**PROBLEM DESCRIPTION**: Given the records below, pull every line with the word "unwrap" into the answer.

__________

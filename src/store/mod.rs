//! Typed client for the shared metadata store.
//!
//! Every processing node reads and writes job records in one external
//! key-value store, keyed by request id. The store is the only
//! synchronization point between nodes: any node can resolve a job's owner
//! and status from it without node-to-node discovery.
//!
//! # Components
//!
//! - [`JobRecord`] / [`JobStatus`]: the tagged record replacing the loose
//!   string map the store actually holds (validated at the serde boundary)
//! - [`MetadataStore`]: the access seam (`get`, `put`, `put_new`)
//! - [`RedisStore`]: production implementation over a Redis connection
//! - [`MemoryStore`]: in-process implementation for tests and local demos
//!
//! # Consistency
//!
//! Per-key read/write only, no transactions. After creation a record is
//! mutated exclusively by its owner node (handle assignment, status flip),
//! so the read-modify-write here is last-write-wins by design.

use std::collections::HashMap;
use std::sync::Mutex;

use chrono::{DateTime, Utc};
use redis::AsyncCommands;
use serde::{Deserialize, Serialize};

use crate::error::{ImgflowError, Result};

/// Lifecycle of a job as persisted in the store.
///
/// `Processing -> Done`, or an early terminal `Error`; no job regresses.
/// The wire-level `redirect` state never appears here.
#[derive(Debug, Clone, Copy, PartialEq, Eq, Serialize, Deserialize)]
#[serde(rename_all = "lowercase")]
pub enum JobStatus {
    Processing,
    Done,
    Error,
}

impl std::fmt::Display for JobStatus {
    fn fmt(&self, f: &mut std::fmt::Formatter<'_>) -> std::fmt::Result {
        match self {
            JobStatus::Processing => write!(f, "processing"),
            JobStatus::Done => write!(f, "done"),
            JobStatus::Error => write!(f, "error"),
        }
    }
}

/// One resize job as tracked in the metadata store.
#[derive(Debug, Clone, PartialEq, Serialize, Deserialize)]
pub struct JobRecord {
    pub request_id: String,
    pub status: JobStatus,
    /// Node that accepted the upload; immutable after the first write.
    /// This is what makes redirect resolution correct on every node.
    pub owner_address: String,
    pub owner_port: u16,
    /// Volume-relative, e.g. "input/in-<id>.png"
    pub input_path: String,
    /// Volume-relative, e.g. "output/out-<id>.png"
    pub output_path: String,
    /// Opaque container reference, present once processing was launched
    pub sandbox_handle: Option<String>,
    pub created_at: DateTime<Utc>,
    /// Human-readable detail for terminal errors
    pub message: Option<String>,
}

impl JobRecord {
    pub fn new(
        request_id: String,
        owner_address: String,
        owner_port: u16,
        input_path: String,
        output_path: String,
    ) -> Self {
        Self {
            request_id,
            status: JobStatus::Processing,
            owner_address,
            owner_port,
            input_path,
            output_path,
            sandbox_handle: None,
            created_at: Utc::now(),
            message: None,
        }
    }

    /// True when `address:port` is the node this record belongs to.
    pub fn is_owned_by(&self, address: &str, port: u16) -> bool {
        self.owner_address == address && self.owner_port == port
    }
}

/// Access seam over the external key-value store.
///
/// `put_new` is create-if-absent: it returns `false` instead of silently
/// overwriting when the key already exists, so request-id collisions fail
/// loudly at the caller.
#[tonic::async_trait]
pub trait MetadataStore: Send + Sync {
    async fn get(&self, request_id: &str) -> Result<Option<JobRecord>>;
    async fn put(&self, record: &JobRecord) -> Result<()>;
    async fn put_new(&self, record: &JobRecord) -> Result<bool>;
}

/// Redis-backed store; records are stored as JSON under their request id.
#[derive(Clone)]
pub struct RedisStore {
    conn: redis::aio::ConnectionManager,
}

impl RedisStore {
    /// Connect to the store at `host:port` and hold a reconnecting
    /// connection manager for the life of the node.
    pub async fn connect(host: &str, port: u16) -> Result<Self> {
        let url = format!("redis://{}:{}/", host, port);
        let client = redis::Client::open(url)?;
        let conn = client.get_connection_manager().await?;
        Ok(Self { conn })
    }

    fn encode(record: &JobRecord) -> Result<String> {
        serde_json::to_string(record)
            .map_err(|e| ImgflowError::Store(format!("serialize job record: {}", e)))
    }

    fn decode(request_id: &str, raw: &str) -> Option<JobRecord> {
        match serde_json::from_str(raw) {
            Ok(record) => Some(record),
            Err(e) => {
                // Malformed in-store records are logged, not propagated
                tracing::warn!(request_id, error = %e, "Malformed job record in store");
                None
            }
        }
    }
}

#[tonic::async_trait]
impl MetadataStore for RedisStore {
    async fn get(&self, request_id: &str) -> Result<Option<JobRecord>> {
        let mut conn = self.conn.clone();
        let raw: Option<String> = conn.get(request_id).await?;
        Ok(raw.and_then(|raw| Self::decode(request_id, &raw)))
    }

    async fn put(&self, record: &JobRecord) -> Result<()> {
        let mut conn = self.conn.clone();
        let raw = Self::encode(record)?;
        conn.set::<_, _, ()>(&record.request_id, raw).await?;
        Ok(())
    }

    async fn put_new(&self, record: &JobRecord) -> Result<bool> {
        let mut conn = self.conn.clone();
        let raw = Self::encode(record)?;
        let created: bool = conn.set_nx(&record.request_id, raw).await?;
        Ok(created)
    }
}

/// In-process store used by tests and single-process demos.
///
/// Shares the [`MetadataStore`] contract with [`RedisStore`], including
/// create-if-absent semantics, so node code is exercised unchanged.
#[derive(Default)]
pub struct MemoryStore {
    records: Mutex<HashMap<String, JobRecord>>,
}

impl MemoryStore {
    pub fn new() -> Self {
        Self::default()
    }
}

#[tonic::async_trait]
impl MetadataStore for MemoryStore {
    async fn get(&self, request_id: &str) -> Result<Option<JobRecord>> {
        let records = self.records.lock().expect("store lock poisoned");
        Ok(records.get(request_id).cloned())
    }

    async fn put(&self, record: &JobRecord) -> Result<()> {
        let mut records = self.records.lock().expect("store lock poisoned");
        records.insert(record.request_id.clone(), record.clone());
        Ok(())
    }

    async fn put_new(&self, record: &JobRecord) -> Result<bool> {
        let mut records = self.records.lock().expect("store lock poisoned");
        if records.contains_key(&record.request_id) {
            return Ok(false);
        }
        records.insert(record.request_id.clone(), record.clone());
        Ok(true)
    }
}

#[cfg(test)]
mod tests {
    use super::*;

    fn record(id: &str) -> JobRecord {
        JobRecord::new(
            id.to_string(),
            "127.0.0.1".to_string(),
            50052,
            format!("input/in-{}.png", id),
            format!("output/out-{}.png", id),
        )
    }

    #[test]
    fn new_record_starts_processing() {
        let rec = record("abc");
        assert_eq!(rec.status, JobStatus::Processing);
        assert!(rec.sandbox_handle.is_none());
        assert!(rec.message.is_none());
    }

    #[test]
    fn ownership_check_matches_address_and_port() {
        let rec = record("abc");
        assert!(rec.is_owned_by("127.0.0.1", 50052));
        assert!(!rec.is_owned_by("127.0.0.1", 50053));
        assert!(!rec.is_owned_by("10.0.0.1", 50052));
    }

    #[test]
    fn status_serializes_lowercase() {
        let json = serde_json::to_string(&JobStatus::Processing).unwrap();
        assert_eq!(json, "\"processing\"");
        let json = serde_json::to_string(&JobStatus::Done).unwrap();
        assert_eq!(json, "\"done\"");
    }

    #[test]
    fn record_roundtrips_through_json() {
        let mut rec = record("abc");
        rec.sandbox_handle = Some("cafebabe".to_string());
        let json = serde_json::to_string(&rec).unwrap();
        let back: JobRecord = serde_json::from_str(&json).unwrap();
        assert_eq!(back, rec);
    }

    #[tokio::test]
    async fn memory_store_get_put() {
        let store = MemoryStore::new();
        assert!(store.get("abc").await.unwrap().is_none());

        let rec = record("abc");
        store.put(&rec).await.unwrap();
        assert_eq!(store.get("abc").await.unwrap(), Some(rec));
    }

    #[tokio::test]
    async fn memory_store_put_new_refuses_existing_key() {
        let store = MemoryStore::new();
        let rec = record("abc");
        assert!(store.put_new(&rec).await.unwrap());
        assert!(!store.put_new(&rec).await.unwrap());
    }

    #[tokio::test]
    async fn memory_store_put_overwrites() {
        let store = MemoryStore::new();
        let mut rec = record("abc");
        store.put(&rec).await.unwrap();

        rec.status = JobStatus::Done;
        store.put(&rec).await.unwrap();
        assert_eq!(store.get("abc").await.unwrap().unwrap().status, JobStatus::Done);
    }
}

__________

**ANSWER BOX**:
        let json = serde_json::to_string(&JobStatus::Processing).unwrap();
        let json = serde_json::to_string(&JobStatus::Done).unwrap();
        let json = serde_json::to_string(&rec).unwrap();
        let back: JobRecord = serde_json::from_str(&json).unwrap();
        assert!(store.get("abc").await.unwrap().is_none());
        store.put(&rec).await.unwrap();
        assert_eq!(store.get("abc").await.unwrap(), Some(rec));
        assert!(store.put_new(&rec).await.unwrap());
        assert!(!store.put_new(&rec).await.unwrap());
        store.put(&rec).await.unwrap();
        store.put(&rec).await.unwrap();
        assert_eq!(store.get("abc").await.unwrap().unwrap().status, JobStatus::Done);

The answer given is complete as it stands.